Roland rolled him carefully, and Craig began to slide himself
forward; walking his elbows in the torn dusty earth, he dragged
his one remaining leg over the shallow crater left by the
exploding AP mine, and then stopped and reached forward. There
was the guitar twang, as the first trip-wire parted in the jaws
of the cutter, and, laboriously as a maimed insect squashed under
a gardener’s heel, Craig dragged himself onto the very edge
of the minefield. For the last time he reached out. His hand was
shaking wildly, and he seized his own wrist with his left hand to
steady it; sobbing with the effort he guided the open jaws of the
cutter over the hair-thin steel wire, and bore down. It went with
a ping, and Craig dropped the tool.
‘Okay, it’s open,’ he sobbed, and Roland
pulled the lanyard out of the vee of his shirt, and lifted the
whistle to his lips. He blew a single crisp blast, and pumped his
arm over his head.
‘Let’s go!’
The Scouts came through the minefield at a run, keeping their
rigid ten-pace separation, following the zigzag of the tape that
Craig had laid down the corridor to guide them. As each one of
them came to where Craig still lay on his belly, they jumped
lightly over his back and melted away into the open bush, beyond
the minefield, spreading out into their running formation. Roland
lingered a second longer at Craig’s side.
‘I can’t spare anyone to stay with you,
Sonny.’ He laid the medical kit beside his head.
‘There is morphine for when it gets too bad.’
He laid something else beside the medical kit. It was a
hand-grenade. ‘The terrs may get to you before our boys do.

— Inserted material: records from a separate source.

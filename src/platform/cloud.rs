// SPDX-FileCopyrightText: 2025 Greenbone AG
//
// SPDX-License-Identifier: GPL-2.0-or-later

use async_trait::async_trait;

use super::{results_blob_name, Error, JobStarter, ResultsFetcher, ScanReport};

const METADATA_TOKEN_URL: &str =
    "http://metadata.google.internal/computeMetadata/v1/instance/service-accounts/default/token";

#[derive(Debug, Clone)]
/// Wrapper around the managed job execution and object storage APIs.
///
/// Job runs are triggered through the Cloud Run Admin API, result blobs are
/// read through the Cloud Storage JSON API. Credentials come from the
/// instance metadata server, so this only works when running on the
/// platform itself.
pub struct CloudPlatform {
    client: reqwest::Client,
    project_id: Option<String>,
    region: String,
    job_name: Option<String>,
    bucket: Option<String>,
}

#[derive(serde::Deserialize)]
struct AccessToken {
    access_token: String,
}

impl CloudPlatform {
    pub fn from_config(config: &crate::config::Platform) -> Self {
        Self {
            client: reqwest::Client::new(),
            project_id: config.project_id.clone(),
            region: config.region.clone(),
            job_name: config.job_name.clone(),
            bucket: config.bucket.clone(),
        }
    }

    /// Full resource name of the scanner job.
    ///
    /// Checked at call time, a portal in local mode never needs it.
    fn job_resource(&self) -> Result<String, Error> {
        match (&self.project_id, &self.job_name) {
            (Some(project), Some(job)) => Ok(format!(
                "projects/{}/locations/{}/jobs/{}",
                project, self.region, job
            )),
            (None, _) => Err(Error::MissingConfig("PROJECT_ID")),
            (_, None) => Err(Error::MissingConfig("SCANNER_JOB_NAME")),
        }
    }

    fn bucket(&self) -> Result<&str, Error> {
        self.bucket
            .as_deref()
            .ok_or(Error::MissingConfig("GCS_BUCKET"))
    }

    async fn access_token(&self) -> Result<String, Error> {
        let token: AccessToken = self
            .client
            .get(METADATA_TOKEN_URL)
            .header("Metadata-Flavor", "Google")
            .send()
            .await?
            .error_for_status()?
            .json()
            .await?;
        Ok(token.access_token)
    }
}

#[async_trait]
impl JobStarter for CloudPlatform {
    async fn start_job(&self, target: &str) -> Result<String, Error> {
        let job = self.job_resource()?;
        let bucket = self.bucket()?.to_string();
        let execution_id = uuid::Uuid::new_v4().to_string();
        let token = self.access_token().await?;
        // the job learns its output blob name through EXECUTION_ID
        let overrides = serde_json::json!({
            "overrides": {
                "containerOverrides": [{
                    "env": [
                        { "name": "TARGET", "value": target },
                        { "name": "EXECUTION_ID", "value": execution_id },
                        { "name": "GCS_BUCKET", "value": bucket },
                    ]
                }]
            }
        });
        self.client
            .post(format!("https://run.googleapis.com/v2/{}:run", job))
            .bearer_auth(token)
            .json(&overrides)
            .send()
            .await?
            .error_for_status()?;
        tracing::info!(
            "job triggered for target {}, execution id {}",
            target,
            execution_id
        );
        Ok(execution_id)
    }
}

#[async_trait]
impl ResultsFetcher for CloudPlatform {
    async fn fetch_results<I>(&self, execution_id: I) -> Result<ScanReport, Error>
    where
        I: AsRef<str> + Send + 'static,
    {
        let blob = results_blob_name(execution_id.as_ref());
        let bucket = self.bucket()?;
        let token = self.access_token().await?;
        let resp = self
            .client
            .get(format!(
                "https://storage.googleapis.com/storage/v1/b/{}/o/{}",
                bucket,
                urlencoding::encode(&blob)
            ))
            .query(&[("alt", "media")])
            .bearer_auth(token)
            .send()
            .await?;
        if resp.status() == reqwest::StatusCode::NOT_FOUND {
            return Err(Error::NotFound(blob));
        }
        let report = resp.error_for_status()?.json().await?;
        Ok(report)
    }
}
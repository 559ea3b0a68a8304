// SPDX-FileCopyrightText: 2025 Greenbone AG
//
// SPDX-License-Identifier: GPL-2.0-or-later

use crate::{enrichment::GtiEnricher, platform::local::LocalPlatform, response};

#[derive(Debug, Clone)]
pub struct NoPlatform;
#[derive(Debug, Clone)]
pub struct Platform<P>(P);

#[derive(Debug, Clone)]
/// Context builder is used to build the context of the application.
pub struct ContextBuilder<P, T> {
    platform: T,
    enricher: Option<GtiEnricher>,
    marker: std::marker::PhantomData<P>,
    response: response::Response,
}

impl<P> ContextBuilder<P, NoPlatform> {
    /// Creates a new context builder.
    pub fn new() -> Self {
        Self {
            platform: NoPlatform,
            enricher: None,
            marker: std::marker::PhantomData,
            response: response::Response::default(),
        }
    }
}

impl<P, T> ContextBuilder<P, T> {
    /// Sets the enricher used on the results page.
    pub fn enricher(mut self, enricher: GtiEnricher) -> Self {
        self.enricher = Some(enricher);
        self
    }
}

impl<P> ContextBuilder<P, NoPlatform> {
    /// Sets the platform. This is required.
    pub fn platform(self, platform: P) -> ContextBuilder<P, Platform<P>>
    where
        P: super::Platform + std::fmt::Debug + Send + Sync + 'static,
    {
        let Self {
            platform: _,
            enricher,
            marker: _,
            response,
        } = self;
        ContextBuilder {
            platform: Platform(platform),
            enricher,
            marker: std::marker::PhantomData,
            response,
        }
    }
}

impl<P> ContextBuilder<P, Platform<P>> {
    pub fn build(self) -> Context<P> {
        Context {
            platform: self.platform.0,
            response: self.response,
            enricher: self.enricher.unwrap_or_else(GtiEnricher::disabled),
        }
    }
}

#[derive(Debug)]
/// The context of the application
pub struct Context<P> {
    /// The platform that triggers jobs and fetches their results.
    pub platform: P,
    /// Creates responses
    pub response: response::Response,
    /// Annotates results before they are rendered.
    pub enricher: GtiEnricher,
}

impl Default for Context<LocalPlatform> {
    fn default() -> Self {
        ContextBuilder::new().platform(Default::default()).build()
    }
}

Don’t let them take you. A grenade is messy, but
effective.’ Then Roland leaned forward and kissed Craig on
the forehead. ‘Bless you, Sonny!’ he said, and then
he was on his feet going forward again at a run. Within seconds,
the thick riverine Zambezi bush had swallowed him, and slowly
Craig lowered his face into the crook of his arm.
Then, at last, the pain came at him like a ravening lion.
C
ommissar
Tungata Zebiwe crouched in the bottom of the slit trench, and
listened to the husky voice speaking from the portable radio.